◆ What to produce
Look through the data below for the line with "the final attempt" and the line with "let source = FakePorts::new(vec![]);", then output those two and all lines in between, exactly as written.
*****
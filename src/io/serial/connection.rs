// src/io/serial/connection.rs
//
// Connection manager: retry-bounded discovery, a single physical open, and
// idempotent teardown. Once a port is known there is no retry; a port that
// resolved but will not open is a different problem from one not present yet.

use serialport::{ClearBuffer, SerialPort};
use std::io::{self, Read};
use std::time::Duration;

use super::resolver::{PortResolver, PortSource, SystemPorts};
use super::utils::{self, Parity};
use crate::error::ConnectError;
use crate::events::{EventSink, LogEvent};
use crate::io::StopHandle;

/// Backoff between discovery attempts
pub const DEFAULT_RETRY_DELAY: Duration = Duration::from_secs(2);

/// Read timeout applied on open; bounds how long the session loop can block
pub const DEFAULT_READ_TIMEOUT: Duration = Duration::from_millis(100);

// ============================================================================
// Types and Configuration
// ============================================================================

/// Line settings applied when the port is opened
#[derive(Clone, Debug)]
pub struct SerialConfig {
    pub baud_rate: u32,
    pub data_bits: u8,
    pub stop_bits: u8,
    pub parity: Parity,
    pub read_timeout: Duration,
}

impl Default for SerialConfig {
    fn default() -> Self {
        Self {
            baud_rate: 115_200,
            data_bits: 8,
            stop_bits: 1,
            parity: Parity::None,
            read_timeout: DEFAULT_READ_TIMEOUT,
        }
    }
}

/// The serial device a session is bound to. Fixed once connect succeeds.
#[derive(Clone, Debug, PartialEq, Eq)]
pub struct Endpoint {
    pub port: String,
    pub baud_rate: u32,
}

/// Byte source behind a Connection
pub trait SerialLink: Read + Send {
    /// Discard anything the OS has buffered but we have not read yet
    fn clear_input(&mut self) -> io::Result<()>;
}

impl SerialLink for Box<dyn SerialPort> {
    fn clear_input(&mut self) -> io::Result<()> {
        self.clear(ClearBuffer::Input).map_err(io::Error::from)
    }
}

/// Performs the physical open
pub trait Opener: Send {
    fn open(&self, port: &str, config: &SerialConfig)
        -> Result<Box<dyn SerialLink>, serialport::Error>;
}

/// Opens real devices through the serialport crate
#[derive(Clone, Copy, Debug, Default)]
pub struct SystemOpener;

impl Opener for SystemOpener {
    fn open(
        &self,
        port: &str,
        config: &SerialConfig,
    ) -> Result<Box<dyn SerialLink>, serialport::Error> {
        let handle = serialport::new(port, config.baud_rate)
            .data_bits(utils::to_serialport_data_bits(config.data_bits))
            .stop_bits(utils::to_serialport_stop_bits(config.stop_bits))
            .parity(utils::to_serialport_parity(&config.parity))
            .timeout(config.read_timeout)
            .open()?;
        Ok(Box::new(handle))
    }
}

// ============================================================================
// Connection
// ============================================================================

/// Live handle to an endpoint. Closed on disconnect() or drop.
pub struct Connection {
    endpoint: Endpoint,
    link: Option<Box<dyn SerialLink>>,
}

impl Connection {
    pub fn new(endpoint: Endpoint, link: Box<dyn SerialLink>) -> Self {
        Self {
            endpoint,
            link: Some(link),
        }
    }

    pub fn endpoint(&self) -> &Endpoint {
        &self.endpoint
    }

    pub fn is_open(&self) -> bool {
        self.link.is_some()
    }

    pub fn clear_input(&mut self) -> io::Result<()> {
        match self.link.as_mut() {
            Some(link) => link.clear_input(),
            None => Err(not_connected()),
        }
    }

    /// Read whatever is available, blocking at most for the read timeout.
    pub fn read(&mut self, buf: &mut [u8]) -> io::Result<usize> {
        match self.link.as_mut() {
            Some(link) => link.read(buf),
            None => Err(not_connected()),
        }
    }

    /// Close the handle. Idempotent; returns true only if a handle was closed.
    pub fn disconnect(&mut self) -> bool {
        self.link.take().is_some()
    }
}

impl Drop for Connection {
    fn drop(&mut self) {
        self.disconnect();
    }
}

fn not_connected() -> io::Error {
    io::Error::new(io::ErrorKind::NotConnected, "serial port is not open")
}

// ============================================================================
// Connection Manager
// ============================================================================

pub struct ConnectionManager {
    resolver: PortResolver,
    opener: Box<dyn Opener>,
    retry_delay: Duration,
}

impl ConnectionManager {
    pub fn new(source: Box<dyn PortSource>, opener: Box<dyn Opener>, signatures: &[String]) -> Self {
        Self {
            resolver: PortResolver::new(source, signatures),
            opener,
            retry_delay: DEFAULT_RETRY_DELAY,
        }
    }

    /// Manager bound to the real OS device list and serial driver
    pub fn system(signatures: &[String]) -> Self {
        Self::new(Box::new(SystemPorts), Box::new(SystemOpener), signatures)
    }

    pub fn with_retry_delay(mut self, retry_delay: Duration) -> Self {
        self.retry_delay = retry_delay;
        self
    }

    pub fn resolver(&self) -> &PortResolver {
        &self.resolver
    }

    /// Resolve (with retry) when no endpoint is given, then open exactly once.
    pub fn connect(
        &self,
        endpoint: Option<&str>,
        config: &SerialConfig,
        max_attempts: u32,
        sink: &dyn EventSink,
        stop: &StopHandle,
    ) -> Result<Connection, ConnectError> {
        let port = match endpoint {
            Some(port) => port.to_string(),
            None => self.discover(max_attempts, sink, stop)?,
        };

        sink.emit(LogEvent::Connecting {
            port: port.clone(),
            baud_rate: config.baud_rate,
        });

        let link = match self.opener.open(&port, config) {
            Ok(link) => link,
            Err(source) => {
                sink.emit(LogEvent::ConnectFailed {
                    port: port.clone(),
                    error: source.to_string(),
                });
                return Err(ConnectError::Open { port, source });
            }
        };

        sink.emit(LogEvent::Connected { port: port.clone() });

        Ok(Connection::new(
            Endpoint {
                port,
                baud_rate: config.baud_rate,
            },
            link,
        ))
    }

    /// Scan up to `max_attempts` times (at least once), sleeping between scans.
    fn discover(
        &self,
        max_attempts: u32,
        sink: &dyn EventSink,
        stop: &StopHandle,
    ) -> Result<String, ConnectError> {
        let attempts = max_attempts.max(1);

        for attempt in 1..=attempts {
            if stop.is_stopped() {
                return Err(ConnectError::Cancelled);
            }

            sink.emit(LogEvent::PortSearch {
                attempt,
                max_attempts: attempts,
            });

            if let Some(port) = self.resolver.resolve(None) {
                sink.emit(LogEvent::PortFound { port: port.clone() });
                return Ok(port);
            }

            if attempt < attempts {
                sink.emit(LogEvent::PortSearchRetry {
                    delay_ms: self.retry_delay.as_millis() as u64,
                });
                if stop.sleep(self.retry_delay) {
                    return Err(ConnectError::Cancelled);
                }
            }
        }

        let visible_ports: Vec<String> = self
            .resolver
            .visible_ports()
            .iter()
            .map(|p| p.summary())
            .collect();

        sink.emit(LogEvent::PortNotFound {
            attempts,
            visible_ports: visible_ports.clone(),
        });

        Err(ConnectError::Exhausted {
            attempts,
            visible_ports,
        })
    }
}

// ============================================================================
// Test Doubles
// ============================================================================


#[cfg(test)]
mod tests {
    use super::testing::*;
    use super::*;
    use crate::events::RecordingSink;
    use crate::io::serial::resolver::FakePorts;
    use crate::io::serial::utils::usb_port;
    use std::sync::atomic::Ordering;

    fn signatures() -> Vec<String> {
        vec!["microbit".to_string()]
    }

    #[test]
    fn test_retry_bound_exhausts_after_max_attempts() {
        let source = FakePorts::new(vec![usb_port("/dev/ttyUSB0", "FT232R", "FTDI")]);
        let opener = FakeOpener::failing();
        let opens = opener.opens.clone();
        let manager = ConnectionManager::new(Box::new(source), Box::new(opener), &signatures())
            .with_retry_delay(Duration::from_millis(1));
        let sink = RecordingSink::default();

        let result = manager.connect(None, &SerialConfig::default(), 3, &sink, &StopHandle::new());

        match result {
            Err(ConnectError::Exhausted {
                attempts,
                visible_ports,
            }) => {
                assert_eq!(attempts, 3);
                assert_eq!(visible_ports, vec!["/dev/ttyUSB0: FT232R - FTDI".to_string()]);
            }
            Err(other) => panic!("unexpected error: {}", other),
            Ok(_) => panic!("connect should fail"),
        }

        let events = sink.events();
        let searches = events
            .iter()
            .filter(|e| matches!(e, LogEvent::PortSearch { .. }))
            .count();
        let retries = events
            .iter()
            .filter(|e| matches!(e, LogEvent::PortSearchRetry { .. }))
            .count();
        assert_eq!(searches, 3);
        // No backoff after the final attempt
        assert_eq!(retries, 2);
        assert_eq!(opens.load(Ordering::SeqCst), 0);
    }

    #[test]
    fn test_exhaustion_with_no_ports_visible() {
        let manager = ConnectionManager::new(
            Box::new(FakePorts::new(vec![])),
            Box::new(FakeOpener::failing()),
            &signatures(),
        )
        .with_retry_delay(Duration::from_millis(1));
        let sink = RecordingSink::default();

        let err = manager
            .connect(None, &SerialConfig::default(), 1, &sink, &StopHandle::new())
            .err()
            .unwrap();
        assert!(err.to_string().contains("no serial ports visible"));
        assert!(sink.events().contains(&LogEvent::PortNotFound {
            attempts: 1,
            visible_ports: vec![]
        }));
    }

    #[test]
    fn test_zero_attempts_still_scans_once() {
        let source = FakePorts::new(vec![]);
        let scans = source.scans.clone();
        let manager = ConnectionManager::new(Box::new(source), Box::new(FakeOpener::failing()), &signatures());

        let result = manager.connect(
            None,
            &SerialConfig::default(),
            0,
            &RecordingSink::default(),
            &StopHandle::new(),
        );
        assert!(matches!(result, Err(ConnectError::Exhausted { attempts: 1, .. })));
        // One resolve scan plus one diagnostic listing
        assert_eq!(scans.load(Ordering::SeqCst), 2);
    }

    #[test]
    fn test_discovered_port_is_opened() {
        let source = FakePorts::new(vec![
            usb_port("/dev/ttyUSB0", "FT232R", "FTDI"),
            usb_port("/dev/ttyACM0", "BBC microbit CMSIS-DAP", "ARM"),
        ]);
        let manager = ConnectionManager::new(
            Box::new(source),
            Box::new(FakeOpener::with_port(ScriptedPort::chunks(&[]))),
            &signatures(),
        );
        let sink = RecordingSink::default();

        let connection = manager
            .connect(None, &SerialConfig::default(), 5, &sink, &StopHandle::new())
            .unwrap();

        assert!(connection.is_open());
        assert_eq!(
            connection.endpoint(),
            &Endpoint {
                port: "/dev/ttyACM0".to_string(),
                baud_rate: 115_200
            }
        );
        assert!(sink.events().contains(&LogEvent::PortFound {
            port: "/dev/ttyACM0".to_string()
        }));
    }

    #[test]
    fn test_open_failure_is_not_retried() {
        let opener = FakeOpener::failing();
        let opens = opener.opens.clone();
        let manager = ConnectionManager::new(Box::new(FakePorts::new(vec![])), Box::new(opener), &signatures());
        let sink = RecordingSink::default();

        let result = manager.connect(
            Some("/dev/ttyACM9"),
            &SerialConfig::default(),
            5,
            &sink,
            &StopHandle::new(),
        );

        match result {
            Err(ConnectError::Open { port, .. }) => assert_eq!(port, "/dev/ttyACM9"),
            _ => panic!("expected open failure"),
        }
        assert_eq!(opens.load(Ordering::SeqCst), 1);
        assert!(sink
            .events()
            .iter()
            .any(|e| matches!(e, LogEvent::ConnectFailed { .. })));
    }

    #[test]
    fn test_stop_cancels_discovery() {
        let manager = ConnectionManager::new(
            Box::new(FakePorts::new(vec![])),
            Box::new(FakeOpener::failing()),
            &signatures(),
        );
        let stop = StopHandle::new();
        stop.stop();

        let result = manager.connect(
            None,
            &SerialConfig::default(),
            5,
            &RecordingSink::default(),
            &stop,
        );
        assert!(matches!(result, Err(ConnectError::Cancelled)));
    }

    #[test]
    fn test_disconnect_is_idempotent() {
        let port = ScriptedPort::chunks(&["1,2\n"]);
        let closed = port.closed.clone();
        let mut connection = Connection::new(
            Endpoint {
                port: "/dev/ttyACM0".to_string(),
                baud_rate: 9600,
            },
            Box::new(port),
        );

        assert!(connection.disconnect());
        assert!(closed.load(Ordering::SeqCst));
        assert!(!connection.disconnect());
        assert!(!connection.is_open());

        let mut buf = [0u8; 8];
        let err = connection.read(&mut buf).unwrap_err();
        assert_eq!(err.kind(), io::ErrorKind::NotConnected);
    }
}
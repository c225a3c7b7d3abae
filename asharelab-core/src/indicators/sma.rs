//! Simple Moving Average (SMA).
//!
//! Rolling arithmetic mean of close prices.
//! Lookback: window - 1 (first defined value at index window-1).

use crate::domain::PriceBar;
use crate::indicators::Indicator;

#[derive(Debug, Clone)]
pub struct Sma {
    window: usize,
    name: String,
}

impl Sma {
    pub fn new(window: usize) -> Self {
        assert!(window >= 1, "SMA window must be >= 1");
        Self {
            window,
            name: format!("sma_{window}"),
        }
    }
}

impl Indicator for Sma {
    fn name(&self) -> &str {
        &self.name
    }

    fn lookback(&self) -> usize {
        self.window - 1
    }

    fn compute(&self, bars: &[PriceBar]) -> Vec<f64> {
        let n = bars.len();
        let mut out = vec![f64::NAN; n];
        if n < self.window {
            return out;
        }

        let mut sum: f64 = bars[..self.window].iter().map(|b| b.close).sum();
        out[self.window - 1] = sum / self.window as f64;

        for i in self.window..n {
            sum += bars[i].close - bars[i - self.window].close;
            out[i] = sum / self.window as f64;
        }
        out
    }
}
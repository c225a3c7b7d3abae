//! MACD — Moving Average Convergence Divergence.
//!
//! macd      = EMA(close, fast) - EMA(close, slow)
//! signal    = EMA(macd, signal_window), seeded where the macd line
//!             becomes defined
//! histogram = macd - signal
//!
//! Exposed as one named instance per line.
//! Lookback: slow - 1 for the macd line; slow + signal_window - 2 for the
//! signal line and histogram.

use crate::domain::PriceBar;
use crate::indicators::ema::ema_of_series;
use crate::indicators::Indicator;

/// Which line of the MACD complex to compute.
#[derive(Debug, Clone, Copy, PartialEq, Eq)]
pub enum MacdLine {
    Macd,
    Signal,
    Histogram,
}

#[derive(Debug, Clone)]
pub struct Macd {
    fast: usize,
    slow: usize,
    signal_window: usize,
    line: MacdLine,
    name: String,
}

impl Macd {
    pub fn macd(fast: usize, slow: usize, signal_window: usize) -> Self {
        Self::with_line(fast, slow, signal_window, MacdLine::Macd)
    }

    pub fn signal(fast: usize, slow: usize, signal_window: usize) -> Self {
        Self::with_line(fast, slow, signal_window, MacdLine::Signal)
    }

    pub fn histogram(fast: usize, slow: usize, signal_window: usize) -> Self {
        Self::with_line(fast, slow, signal_window, MacdLine::Histogram)
    }

    fn with_line(fast: usize, slow: usize, signal_window: usize, line: MacdLine) -> Self {
        assert!(fast >= 1, "MACD fast window must be >= 1");
        assert!(slow > fast, "MACD slow window must be > fast");
        assert!(signal_window >= 1, "MACD signal window must be >= 1");
        let tag = match line {
            MacdLine::Macd => "macd",
            MacdLine::Signal => "macd_signal",
            MacdLine::Histogram => "macd_hist",
        };
        Self {
            fast,
            slow,
            signal_window,
            line,
            name: format!("{tag}_{fast}_{slow}_{signal_window}"),
        }
    }

    fn macd_line(&self, bars: &[PriceBar]) -> Vec<f64> {
        let closes: Vec<f64> = bars.iter().map(|b| b.close).collect();
        let fast_ema = ema_of_series(&closes, self.fast);
        let slow_ema = ema_of_series(&closes, self.slow);
        fast_ema
            .iter()
            .zip(&slow_ema)
            .map(|(f, s)| f - s)
            .collect()
    }
}

impl Indicator for Macd {
    fn name(&self) -> &str {
        &self.name
    }

    fn lookback(&self) -> usize {
        match self.line {
            MacdLine::Macd => self.slow - 1,
            MacdLine::Signal | MacdLine::Histogram => self.slow + self.signal_window - 2,
        }
    }

    fn compute(&self, bars: &[PriceBar]) -> Vec<f64> {
        let n = bars.len();
        let macd = self.macd_line(bars);
        if self.line == MacdLine::Macd {
            return macd;
        }

        // Smooth the defined tail of the macd line.
        let start = self.slow - 1;
        let mut signal = vec![f64::NAN; n];
        if n > start {
            let tail = ema_of_series(&macd[start..], self.signal_window);
            for (offset, v) in tail.into_iter().enumerate() {
                signal[start + offset] = v;
            }
        }

        match self.line {
            MacdLine::Signal => signal,
            MacdLine::Histogram => macd
                .iter()
                .zip(&signal)
                .map(|(m, s)| m - s)
                .collect(),
            MacdLine::Macd => unreachable!(),
        }
    }
}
*****
◆ Solution for this exercise
        // No backoff after the final attempt
        assert_eq!(retries, 2);
        assert_eq!(opens.load(Ordering::SeqCst), 0);
    }

    #[test]
    fn test_exhaustion_with_no_ports_visible() {
        let manager = ConnectionManager::new(
            Box::new(FakePorts::new(vec![])),
            Box::new(FakeOpener::failing()),
            &signatures(),
        )
        .with_retry_delay(Duration::from_millis(1));
        let sink = RecordingSink::default();

        let err = manager
            .connect(None, &SerialConfig::default(), 1, &sink, &StopHandle::new())
            .err()
            .unwrap();
        assert!(err.to_string().contains("no serial ports visible"));
        assert!(sink.events().contains(&LogEvent::PortNotFound {
            attempts: 1,
            visible_ports: vec![]
        }));
    }

    #[test]
    fn test_zero_attempts_still_scans_once() {
        let source = FakePorts::new(vec![]);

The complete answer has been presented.